Supercercatoredicocci, un po' per celia, un po' per irritarsi


di Mikkelj Tzoroddu

Abbiamo trovato il Supercercatoredicocci e ve ne diamo conto, con qualche nostro commento:
17 lug 2009 – Intervista di “Antika notizie” a Rubens D’Oriano: “Lo abbiamo intervistato per voi e oggi vi presentiamo la prima parte del nostro interessante colloquio con: questo autentico luminare dell’archeologia sarda”.
D. Il progetto più importante su cui ha lavorato?
R. Lo scavo del tunnel sotto il porto di Olbia: 380 m di lunghezza, 20 di larghezza, 4 di prof. media […]
Ci si chiede: ma “questo autentico luminare dell’archeologia sarda” è, forse, alle dipendenze di un’impresa di lavori stradali?  Egli poi continua
[…] ove sono stati rinvenuti 24 relitti romani e medievali, e il loro restauro e esposizione nel Museo di Olbia, nonché l’allestimento complessivo dello stesso Museo.

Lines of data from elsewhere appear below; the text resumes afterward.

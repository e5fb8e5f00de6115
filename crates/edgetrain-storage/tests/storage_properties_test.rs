//! Property tests: sample counting and the one-active-job invariant.

use proptest::prelude::*;

use edgetrain_core::models::{DeviceStatus, NewSample, TrainingJob, TriggerReason};
use edgetrain_core::traits::{IDeviceRegistry, IJobStore, ISampleStore};
use edgetrain_storage::StorageEngine;
use serde_json::json;

fn sample(device_id: &str) -> NewSample {
    NewSample {
        device_id: device_id.to_string(),
        sensor_type: "gyro".to_string(),
        sample_rate: 50.0,
        payload: json!({ "x": 1 }),
        label: None,
    }
}

proptest! {
    #![proptest_config(ProptestConfig::with_cases(32))]

    #[test]
    fn prop_device_count_matches_ingested(devices in prop::collection::vec(0u8..4, 1..40)) {
        let engine = StorageEngine::open_in_memory().unwrap();
        let mut expected = [0u64; 4];
        for d in &devices {
            engine.record_sample(&sample(&format!("dev-{d}"))).unwrap();
            expected[*d as usize] += 1;
        }
        for (d, count) in expected.iter().enumerate() {
            let stored = engine
                .get_device(&format!("dev-{d}"))
                .unwrap()
                .map(|dev| dev.sample_count)
                .unwrap_or(0);
            prop_assert_eq!(stored, *count);
        }
    }

    #[test]
    fn prop_at_most_one_active_job(attempts in 1usize..10) {
        let engine = StorageEngine::open_in_memory().unwrap();
        engine.register_device("dev-p").unwrap();
        let mut ok = 0;
        for _ in 0..attempts {
            let job = TrainingJob::new("dev-p", TriggerReason::Manual, 0);
            if engine.insert_job(&job, DeviceStatus::Training).is_ok() {
                ok += 1;
            }
        }
        prop_assert_eq!(ok, 1);
        prop_assert_eq!(engine.active_job_ids().unwrap().len(), 1);
    }
}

E, per quanto riguarda i relitti casualmente presenti, è cosciente del fatto che egli (insieme a tutta la sottintendenza) in questo ritrovamento non ha avuto nessun ruolo, ma il merito deve essere riconosciuto alla casualità della messa a punto del progetto del tunnel?
D. Il suo sogno nel cassetto?
R. (dopo averne fornito uno, ndr)  Se posso esprimerne un altro: vorrei non vedere più in canali televisivi, almeno del cosiddetto servizio pubblico, trasmissioni che danno fiato a ridicole panzane (dalla Sfinge ai “segreti” dei Templari passando per Atlantide, le linee di Nazca, i “misteri” dell’Isola di Pasqua, ecc.) che fanno strazio di ogni metodo scientifico di ricerca storica e archeologica, trasmettendo allo spettatore come vere o verosimili assurde ridicolaggini e ponendo qualsiasi dilettante sul piano degli studiosi professionisti.
Osserviamo: capperi! E ci si chiede: ma “questo autentico luminare dell’archeologia sarda” (come ama farsi definire nell’intervista), come può esprimere un giudizio improntato a sì greve pressapochismo, su una così importante vastità di interessanti tematiche? Di professione fa il tuttologo? Vediamo come esso, trasportato da esagerata alterigia - certo rinvigorita dalla invereconda definizione attribuitasi -  ritenga che solo chi opera (o dovrebbe operare con successo) quale cercatore di cocci ad Olbia, sia da porre «sul piano degli studiosi professionisti».  Ove altri si occupino della Sfinge, dei Templari, ecc., trasmettono solo assurde ridicolaggini! Dalla compostezza, dal rispetto per l’altrui lavoro, dall’arguto discernimento, dalla profonda disamina, che traspaiono da tale dichiarazione (fuori tema tra l’altro), abbiamo finalmente compreso quale debba essere la modalità di offrirsi al mondo, di “un autentico luminare dell’archeologia sarda”.